This is episode 39, Wow…That Was Lucky! We are going to talk about concepts related to planning, preparedness and ownership. Instead of releasing something to the power of what, we want to own it and bring it back. It’s not so that it’s necessarily under our control. There’s a false sense of security there. There’s a lot in the environment and economics of business that is outside of our personal control. We need to also own how we respond to that. “What a lucky break. Beginner’s luck. You’re in luck. The luck of the draw, as luck would have it. You’re pushing your luck. Better luck next time. It’s just my luck. Tough luck. No such luck.” We have a lot of phrases that we use surrounding this idea of luck.
If you look in popular culture, luck is not a factor. A part of a quote from the director of the Abyss is like, “Luck is not a factor, hope is not a strategy and fear is not an option.” James Cameron is famous for having said that. A little more than that, in The Hobbit, you have a comment by Thorin that we make our own luck. To me, luck seems to be less like a force and more of a tool that we use to distance ourselves from cause and consequence. I’m not a psychologist. I can’t speak to why we would do such a thing, why it’s important, or why it’s become so common in our lexicon and our thought process.
Business owners don’t need luck. We need clarity. We need to understand what environment we’re working in and how we’re going to continue to operate in that environment. Luck is this amorphous force that we can’t control or predict. We need to find ways to get that word out of our vocabulary since we can’t make our own luck. If we take Merriam Webster’s definition that it’s a force, we can’t make it unless we’re Jedi. We can’t make our luck, but we can do something even better and that’s what I want to talk about.
[bctt tweet=”Business owners don’t need luck. They need clarity.” username=””]
My definition of luck or the way I like to look at luck is it’s a collision of external events and circumstances that impact our business. What is important about that is it’s not negative or positive, and it isn’t this amorphous force. It is outside of our control but it’s not almost deified thing, this luck that people talk about. When we work in business and we need to find some way of dealing with these unforeseen events, which is what the term luck refers to as it relates to us. I wrote in my notes, “To make luck our ally,” but we’re not going to do that. We’re going to remove luck from the equation. Rather than attempt the impossible to see every possible future and plan for it, because how do you guess that in 2020 there’s going to be a pandemic and then say, “As a business owner, what am I going to do about that?” That’s ridiculous. You don’t plan for that.

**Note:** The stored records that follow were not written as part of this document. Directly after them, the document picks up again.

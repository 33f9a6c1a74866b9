//! Core types and trait definitions for LegacyLink.
//!
//! This crate is deliberately free of HTTP and database dependencies.
//! The storage backend and the web layer both depend on it.

// We intentionally use native `async fn` in traits (stabilised in Rust 1.75).
// Suppress the advisory lint about `Send` bounds on the returned futures.
#![allow(async_fn_in_trait)]

pub mod account;
pub mod authz;
pub mod error;
pub mod event;
pub mod feed;
pub mod principal;
pub mod store;

pub use error::{Error, Result};
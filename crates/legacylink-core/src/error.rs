//! Error types for `legacylink-core`.

use thiserror::Error;

use crate::principal::Role;

#[derive(Debug, Error, PartialEq, Eq)]
pub enum Error {
  /// No principal is attached to the request.
  #[error("authentication required")]
  AuthenticationRequired,

  /// A principal is present but may not perform the operation. Also used for
  /// targets that do not exist, so callers cannot probe for ids.
  #[error("forbidden")]
  Forbidden,

  #[error("{0}")]
  Validation(String),

  #[error("{0} not found")]
  NotFound(String),

  #[error("role {0} has no member directory")]
  NoDirectory(Role),

  #[error("unknown role: {0:?}")]
  UnknownRole(String),
}

pub type Result<T, E = Error> = std::result::Result<T, E>;
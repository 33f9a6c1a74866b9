//! The `CampusStore` trait: the data gateway every handler talks to.
//!
//! Implemented by storage backends (e.g. `legacylink-store-sqlite`). The web
//! layer depends on this abstraction, not on a concrete backend.
//!
//! Existence and ownership checks are the caller's job (see
//! [`crate::authz`]); mutating methods assume they have already passed.
//! Methods that touch more than one row run as a single unit of work.

use std::future::Future;

use crate::{
  account::{
    Admin, AlumniProfileUpdate, Alumnus, ImportBatch, ImportReport, NewAdmin,
    NewAlumnus, NewStudent, Profile, Student,
  },
  event::{Event, EventView, NewEvent, Registration},
  feed::{Comment, Dashboard, FeedPost, LikeToggle, NewComment, NewPost, Post},
  principal::{Directory, Owner},
};

/// All methods return `Send` futures so the trait can be used in
/// multi-threaded async runtimes (e.g. tokio with `axum`).
pub trait CampusStore: Send + Sync {
  type Error: std::error::Error + Send + Sync + 'static;

  // ── Accounts ──────────────────────────────────────────────────────────

  /// Read a member row from the roster selected by `directory`.
  fn find_member<'a>(
    &'a self,
    directory: Directory,
    prn: &'a str,
  ) -> impl Future<Output = Result<Option<Profile>, Self::Error>> + Send + 'a;

  /// The stored PHC hash for a member, if the member exists.
  fn member_password_hash<'a>(
    &'a self,
    directory: Directory,
    prn: &'a str,
  ) -> impl Future<Output = Result<Option<String>, Self::Error>> + Send + 'a;

  /// Replace a member's password hash. Returns `false` if no row matched.
  fn set_member_password<'a>(
    &'a self,
    directory: Directory,
    prn: &'a str,
    password_hash: String,
  ) -> impl Future<Output = Result<bool, Self::Error>> + Send + 'a;

  fn add_student(
    &self,
    input: NewStudent,
  ) -> impl Future<Output = Result<Student, Self::Error>> + Send + '_;

  fn add_alumnus(
    &self,
    input: NewAlumnus,
  ) -> impl Future<Output = Result<Alumnus, Self::Error>> + Send + '_;

  /// Students ordered by batch year (newest first), then PRN.
  fn list_students(
    &self,
  ) -> impl Future<Output = Result<Vec<Student>, Self::Error>> + Send + '_;

  /// Alumni ordered by batch year (newest first), then PRN.
  fn list_alumni(
    &self,
  ) -> impl Future<Output = Result<Vec<Alumnus>, Self::Error>> + Send + '_;

  /// Delete a member row. Returns `false` if no row matched.
  fn remove_member<'a>(
    &'a self,
    directory: Directory,
    prn: &'a str,
  ) -> impl Future<Output = Result<bool, Self::Error>> + Send + 'a;

  /// Returns `false` if no alumni row matched.
  fn update_alumni_profile<'a>(
    &'a self,
    prn: &'a str,
    update: AlumniProfileUpdate,
  ) -> impl Future<Output = Result<bool, Self::Error>> + Send + 'a;

  /// Copy every student of the batch into the alumni roster, skipping PRNs
  /// already present there. All-or-nothing.
  fn import_students_to_alumni(
    &self,
    batch: ImportBatch,
  ) -> impl Future<Output = Result<ImportReport, Self::Error>> + Send + '_;

  fn find_admin<'a>(
    &'a self,
    username: &'a str,
  ) -> impl Future<Output = Result<Option<Admin>, Self::Error>> + Send + 'a;

  fn admin_password_hash<'a>(
    &'a self,
    username: &'a str,
  ) -> impl Future<Output = Result<Option<String>, Self::Error>> + Send + 'a;

  fn add_admin(
    &self,
    input: NewAdmin,
  ) -> impl Future<Output = Result<Admin, Self::Error>> + Send + '_;

  // ── Posts ─────────────────────────────────────────────────────────────

  fn create_post(
    &self,
    input: NewPost,
  ) -> impl Future<Output = Result<Post, Self::Error>> + Send + '_;

  /// The owner of a post, or `None` if the post does not exist.
  fn post_owner(
    &self,
    post_id: i64,
  ) -> impl Future<Output = Result<Option<Owner>, Self::Error>> + Send + '_;

  /// Delete a post together with its comments and likes.
  fn delete_post(
    &self,
    post_id: i64,
  ) -> impl Future<Output = Result<bool, Self::Error>> + Send + '_;

  /// All posts newest first, projected for `viewer`.
  fn feed<'a>(
    &'a self,
    viewer: &'a Owner,
  ) -> impl Future<Output = Result<Vec<FeedPost>, Self::Error>> + Send + 'a;

  /// Like the post if `viewer` has not, otherwise remove the like.
  fn toggle_like<'a>(
    &'a self,
    post_id: i64,
    viewer: &'a Owner,
  ) -> impl Future<Output = Result<LikeToggle, Self::Error>> + Send + 'a;

  fn add_comment(
    &self,
    input: NewComment,
  ) -> impl Future<Output = Result<Comment, Self::Error>> + Send + '_;

  fn comment_owner(
    &self,
    comment_id: i64,
  ) -> impl Future<Output = Result<Option<Owner>, Self::Error>> + Send + '_;

  fn delete_comment(
    &self,
    comment_id: i64,
  ) -> impl Future<Output = Result<bool, Self::Error>> + Send + '_;

  fn dashboard(
    &self,
    recent: usize,
  ) -> impl Future<Output = Result<Dashboard, Self::Error>> + Send + '_;

  // ── Events ────────────────────────────────────────────────────────────

  fn create_event(
    &self,
    input: NewEvent,
  ) -> impl Future<Output = Result<Event, Self::Error>> + Send + '_;

  fn event_owner(
    &self,
    event_id: i64,
  ) -> impl Future<Output = Result<Option<Owner>, Self::Error>> + Send + '_;

  /// Delete an event together with its registrations.
  fn delete_event(
    &self,
    event_id: i64,
  ) -> impl Future<Output = Result<bool, Self::Error>> + Send + '_;

  /// All events soonest first, projected for `viewer`.
  fn events<'a>(
    &'a self,
    viewer: &'a Owner,
  ) -> impl Future<Output = Result<Vec<EventView>, Self::Error>> + Send + 'a;

  /// Idempotent: registering twice leaves a single registration.
  fn register<'a>(
    &'a self,
    event_id: i64,
    viewer: &'a Owner,
  ) -> impl Future<Output = Result<Registration, Self::Error>> + Send + 'a;

  fn unregister<'a>(
    &'a self,
    event_id: i64,
    viewer: &'a Owner,
  ) -> impl Future<Output = Result<Registration, Self::Error>> + Send + 'a;
}
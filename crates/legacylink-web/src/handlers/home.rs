//! Role home pages.
//!
//! Member homes show the feed and the event list, both projected for the
//! viewer. The admin home shows roster counts and the latest posts.

use axum::{
  extract::State,
  http::StatusCode,
  response::{IntoResponse, Redirect, Response},
};
use legacylink_core::{
  principal::{Principal, Role},
  store::CampusStore,
};
use serde_json::{Value, json};

use crate::{
  AppState,
  error::{Error, PageResult as _},
  handlers::render_page,
  render::Page,
  session::CurrentSession,
};

/// Number of posts shown on the admin dashboard.
const DASHBOARD_RECENT_POSTS: usize = 10;

/// `GET /home`
pub async fn home(session: CurrentSession) -> Response {
  match &session.principal {
    Some(p) => Redirect::to(p.role().home_path()).into_response(),
    None => Redirect::to("/").into_response(),
  }
}

/// Render `principal`'s own home page. `extra` keys (an inline error, the
/// fields of a rejected form) are merged into the data bag.
pub(crate) async fn render_home<S>(
  state:     &AppState<S>,
  principal: &Principal,
  status:    StatusCode,
  extra:     Value,
) -> Result<Response, Error>
where
  S: CampusStore + Clone + 'static,
{
  let (page, mut data) = match principal.role() {
    Role::Admin => {
      let dashboard = state
        .store
        .dashboard(DASHBOARD_RECENT_POSTS)
        .await
        .map_err(Error::store)?;
      (Page::AdminHome, json!({
        "admin": principal,
        "studentCount": dashboard.student_count,
        "alumniCount": dashboard.alumni_count,
        "postCount": dashboard.post_count,
        "recentPosts": dashboard.recent_posts,
      }))
    }
    role @ (Role::Student | Role::Alumni) => {
      let viewer = principal.owner();
      let posts = state.store.feed(&viewer).await.map_err(Error::store)?;
      let events = state.store.events(&viewer).await.map_err(Error::store)?;
      (Page::Home, json!({
        "user": principal,
        "userType": role,
        "posts": posts,
        "events": events,
      }))
    }
  };

  if let (Value::Object(bag), Value::Object(extra)) = (&mut data, extra) {
    bag.extend(extra);
  }
  render_page(state, status, page, &data)
}

async fn member_home<S>(
  state:   &AppState<S>,
  session: &CurrentSession,
  role:    Role,
) -> Result<Response, Error>
where
  S: CampusStore + Clone + 'static,
{
  let principal = session.require_role(role)?;
  render_home(state, principal, StatusCode::OK, Value::Null).await
}

/// `GET /student_home`
pub async fn student_home<S>(
  State(state): State<AppState<S>>,
  session: CurrentSession,
) -> Response
where
  S: CampusStore + Clone + 'static,
{
  member_home(&state, &session, Role::Student)
    .await
    .or_error_page(&*state.renderer, Role::Student.login_path())
}

/// `GET /alumni_home`
pub async fn alumni_home<S>(
  State(state): State<AppState<S>>,
  session: CurrentSession,
) -> Response
where
  S: CampusStore + Clone + 'static,
{
  member_home(&state, &session, Role::Alumni)
    .await
    .or_error_page(&*state.renderer, Role::Alumni.login_path())
}

/// `GET /admin_home`
pub async fn admin_home<S>(
  State(state): State<AppState<S>>,
  session: CurrentSession,
) -> Response
where
  S: CampusStore + Clone + 'static,
{
  let result = async {
    let principal = session.require_admin()?;
    render_home(&state, principal, StatusCode::OK, Value::Null).await
  }
  .await;
  result.or_error_page(&*state.renderer, Role::Admin.login_path())
}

Unless you have a gift that the rest of us don’t have, that’s not an option. We need to look at how external forces impact our business and plan for the impact. We don’t plan for the event, we plan for impact. How do we deal with changes in revenue, whether they’re wildly positive or wildly negative? How do we account for changes in cost? If you’re in the electronics industry over the past few years, you’ve seen a couple of things happen in the raw materials part of the electronics industry and that is the prices have increased in raw materials. It feels like for us higher than inflation.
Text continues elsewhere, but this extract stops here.